As the capital of the Russian Federation and formerly of the Soviet Union, Moscow is an iconic city in Europe. It is steeped in tradition and history and a trip to this infamous city will not be soon forgotten. From architectural icons to a rich cultural heritage, Moscow should not intimidate travelers but rather invite them to experience the Russia of yesteryear alongside a vibrant modern city. Keep in mind that winters here can be harsh and cold, so if you want to avoid inclement weather, spring and summer may be the best times to travel. However, at any time of the year, travelers can enjoy the extremely reliable metro system that services the entire city, making it especially easy to get around and explore. The metro stations themselves are an attraction in themselves due to their beautiful architecture and decoration. Keep in mind, though, that most signs are in Russian, so you’ll want to have your travel guide with you to help you navigate where you are and where you need to be. Whether you are flying into Moscow or traveling from another European city, traveling to the city is easy due to the fact that it is a major travel hub for trains and planes. As you explore all that Moscow has to offer, consider including these must-sees during your travels.
This is by far the number one attraction for Moscow visitors and one of the most famous addresses in the world. Here you’ll find the Kremlin and St. Basil’s Cathedral, the colorful storybook architectural icon that is probably Moscow’s most recognizable landmark. The huge cathedral was built in the mid-16th century and is a must-see. Also, don’t miss the Lenin Mausoleum, believed to be the resting place of the famous leader Vladimir Lenin, although many conspiracy theories have suspected that he is not actually buried there.
On the other side of the square you will see the Kremlin, the seat of the Russian government. Originally a wooden fort built in the 14th century, it evolved over the centuries into the massive complex it is today. There is the huge Grand Kremlin Palace, the Terem Palace and the Senate Building. There are several monuments, museums and clues to Russia’s communist past with several towers still marked with red stars. The Kremlin wall is also a must see. At the beginning of the 20th century, Red Square was primarily a cemetery for soldiers and remains so to this day, with the tradition of burying soldiers and officials next to the Kremlin wall.
The spiritual side of Moscow
For centuries, the separation of church and state in Russia was unheard of, so religious buildings were symbols of power and religion. This has led to a large number of architecturally beautiful churches and cathedrals throughout the city. The Cathedral of Christ Our Savior, the Kazan Cathedral and the Annunciation Cathedral, once the private church of the Tzar family, just to name a few.
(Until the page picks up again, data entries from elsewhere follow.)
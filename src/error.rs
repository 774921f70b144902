//! 错误处理模块
//!
//! 定义探测边界之外的统一错误类型。探测操作本身从不返回错误，
//! 网络失败和超时都折叠进 [`crate::probe::ProbeResult`]。

use thiserror::Error;

/// Page Probe 应用程序的主要错误类型
#[derive(Error, Debug)]
pub enum PageProbeError {
    /// 配置相关错误
    #[error("配置错误: {0}")]
    Config(#[from] ConfigError),

    /// 探测器构建相关错误
    #[error("探测器初始化错误: {0}")]
    ProbeSetup(#[from] ProbeSetupError),

    /// IO错误
    #[error("IO错误: {0}")]
    Io(#[from] std::io::Error),

    /// JSON序列化/反序列化错误
    #[error("JSON错误: {0}")]
    Json(#[from] serde_json::Error),

    /// 其他错误
    #[error("其他错误: {0}")]
    Other(#[from] anyhow::Error),
}

/// 配置错误类型
#[derive(Error, Debug)]
pub enum ConfigError {
    /// 配置文件解析错误
    #[error("配置文件解析失败: {0}")]
    ParseError(String),

    /// 配置验证错误
    #[error("配置验证失败: {0}")]
    ValidationError(String),

    /// 配置文件不存在
    #[error("配置文件不存在: {path}")]
    FileNotFound { path: String },

    /// 配置文件已存在（init 时未指定 --force）
    #[error("配置文件已存在: {path}")]
    AlreadyExists { path: String },

    /// 环境变量替换错误
    #[error("环境变量替换失败: {var}")]
    EnvVarError { var: String },
}

/// 探测器构建错误类型
#[derive(Error, Debug)]
pub enum ProbeSetupError {
    /// HTTP客户端构建失败
    #[error("HTTP客户端构建失败: {0}")]
    ClientBuild(#[from] reqwest::Error),

    /// 无效的 User-Agent
    #[error("无效的User-Agent: {0}")]
    InvalidUserAgent(String),
}

/// 结果类型别名
pub type Result<T> = std::result::Result<T, PageProbeError>;
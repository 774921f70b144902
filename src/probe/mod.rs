//! 页面探测模块
//!
//! 提供单次、可取消、结果结构化的HTTP页面探测

pub mod checker;
pub mod deadline;
pub mod result;

// 重新导出主要类型
pub use checker::{HttpPageProbe, PageProbe, ProbeSettings, DEFAULT_TIMEOUT_MS};
pub use deadline::Deadline;
pub use result::{ProbeErrorKind, ProbeFailure, ProbeKind, ProbeResult};
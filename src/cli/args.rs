//! 命令行参数定义
//!
//! 使用clap定义应用程序的命令行接口

use clap::{Parser, Subcommand, ValueEnum};
use std::path::PathBuf;

/// Page Probe - HTTP页面探测工具
#[derive(Parser, Debug, Clone)]
#[command(
    name = "page-probe",
    version = crate::VERSION,
    about = crate::APP_DESCRIPTION,
    long_about = None
)]
pub struct Args {
    /// 配置文件路径
    #[arg(
        short,
        long,
        value_name = "FILE",
        help = "配置文件路径",
        env = "PAGE_PROBE_CONFIG"
    )]
    pub config: Option<PathBuf>,

    /// 日志级别，未指定时使用配置文件中的 `log_level`
    #[arg(
        short,
        long,
        value_enum,
        help = "日志级别",
        env = "PAGE_PROBE_LOG_LEVEL"
    )]
    pub log_level: Option<LogLevel>,

    /// 是否启用详细输出
    #[arg(short, long, help = "启用详细输出")]
    pub verbose: bool,

    /// 子命令
    #[command(subcommand)]
    pub command: Commands,
}

/// 日志级别枚举
#[derive(ValueEnum, Clone, Debug, PartialEq)]
pub enum LogLevel {
    /// 调试级别
    Debug,
    /// 信息级别
    Info,
    /// 警告级别
    Warn,
    /// 错误级别
    Error,
}

impl From<LogLevel> for log::LevelFilter {
    fn from(level: LogLevel) -> Self {
        match level {
            LogLevel::Debug => log::LevelFilter::Debug,
            LogLevel::Info => log::LevelFilter::Info,
            LogLevel::Warn => log::LevelFilter::Warn,
            LogLevel::Error => log::LevelFilter::Error,
        }
    }
}

impl std::fmt::Display for LogLevel {
    fn fmt(&self, f: &mut std::fmt::Formatter<'_>) -> std::fmt::Result {
        match self {
            LogLevel::Debug => write!(f, "debug"),
            LogLevel::Info => write!(f, "info"),
            LogLevel::Warn => write!(f, "warn"),
            LogLevel::Error => write!(f, "error"),
        }
    }
}

/// 子命令定义
#[derive(Subcommand, Debug, Clone)]
pub enum Commands {
    /// 依次执行三种检查
    Run {
        /// 只探测该URL（不读取配置中的目标）
        #[arg(short, long, value_name = "URL", help = "只探测该URL")]
        url: Option<String>,

        /// 覆盖期望文本
        #[arg(short, long, value_name = "TEXT", help = "覆盖期望文本")]
        expect: Option<String>,

        /// 覆盖限时预算（毫秒）
        #[arg(short, long, value_name = "MS", help = "覆盖限时预算（毫秒）")]
        timeout_ms: Option<u64>,

        /// 输出格式
        #[arg(short, long, value_enum, default_value = "text", help = "输出格式")]
        format: OutputFormat,
    },

    /// 页面加载检查
    Load {
        /// 页面URL
        #[arg(value_name = "URL", help = "页面URL")]
        url: String,

        /// 输出格式
        #[arg(short, long, value_enum, default_value = "text", help = "输出格式")]
        format: OutputFormat,
    },

    /// 内容匹配检查
    Content {
        /// 页面URL
        #[arg(value_name = "URL", help = "页面URL")]
        url: String,

        /// 期望文本（区分大小写）
        #[arg(value_name = "TEXT", help = "期望文本")]
        text: String,

        /// 输出格式
        #[arg(short, long, value_enum, default_value = "text", help = "输出格式")]
        format: OutputFormat,
    },

    /// 限时加载检查
    Timeout {
        /// 页面URL
        #[arg(value_name = "URL", help = "页面URL")]
        url: String,

        /// 限时预算（毫秒），未指定时使用配置中的 `default_timeout_ms`
        #[arg(short, long, value_name = "MS", help = "限时预算（毫秒）")]
        timeout_ms: Option<u64>,

        /// 输出格式
        #[arg(short, long, value_enum, default_value = "text", help = "输出格式")]
        format: OutputFormat,
    },

    /// 初始化配置文件
    Init {
        /// 配置文件路径
        #[arg(
            value_name = "FILE",
            help = "配置文件路径",
            default_value = "page-probe.toml"
        )]
        config_path: PathBuf,

        /// 是否覆盖现有文件
        #[arg(short, long, help = "覆盖现有文件")]
        force: bool,
    },

    /// 验证配置文件
    Validate {
        /// 配置文件路径
        #[arg(value_name = "FILE", help = "配置文件路径")]
        config_path: Option<PathBuf>,
    },

    /// 显示版本信息
    Version {
        /// 输出格式
        #[arg(short, long, value_enum, default_value = "text", help = "输出格式")]
        format: OutputFormat,
    },
}

/// 输出格式枚举
#[derive(ValueEnum, Clone, Copy, Debug, PartialEq)]
pub enum OutputFormat {
    /// 文本格式
    Text,
    /// JSON格式
    Json,
}

impl Args {
    /// 获取配置文件路径
    pub fn get_config_path(&self) -> PathBuf {
        self.config
            .clone()
            .unwrap_or_else(crate::config::get_default_config_path)
    }

    /// 是否启用详细输出
    pub fn is_verbose(&self) -> bool {
        self.verbose || matches!(self.log_level, Some(LogLevel::Debug))
    }
}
There are also several beautiful monasteries in and around Moscow. In medieval Russia, Moscow rose to power in large part because it was a religious center that drew many people from all over Europe to live and worship there.
The Novodevichy Convent and its adjoining cemetery are also a must-see. Originally built in the 1500s, it also served as a fortress. The cemetery has some very famous Russians buried there, including Boris Yeltsin. However, the guide maps are only in Russian, so buying as many guide maps at the airport that are in English will probably come in handy during your travels.
Apart from the Kremlin museums, the Pushkin museum is probably the second most visited museum in the city. It houses a huge collection of priceless works of art. The Andrei Rublev Museum of Ancient Russian Art also has an interesting collection of very old artifacts and works of art.
Walking through the streets
Moscow is home to the most billionaires per capita, which leads to certain extravagances, most of which involve shopping. If you have the means, you won’t be short of great shopping opportunities. If not, a stroll through some of Moscow’s most famous streets is an afternoon well spent. Tverskaya Ulitsa has been the main thoroughfare of Moscow since the Middle Ages. It is full of inns, restaurants, and historic buildings, including the prestigious Hotel Nacional. Ulitsa Varvarka is the oldest street in Moscow and is right next to Red Square, as well as Nikolskaya Ulitsa and the trendy Kuznetsky Most.
traveling with children
Children will undoubtedly enjoy the fairy tale aspect of Moscow’s many palaces and churches, allowing them to dream of kings and queens of the past. However, there is much more to see and do with a young traveler in tow. Older children can even enjoy a show at the famous Moscow ballet or opera.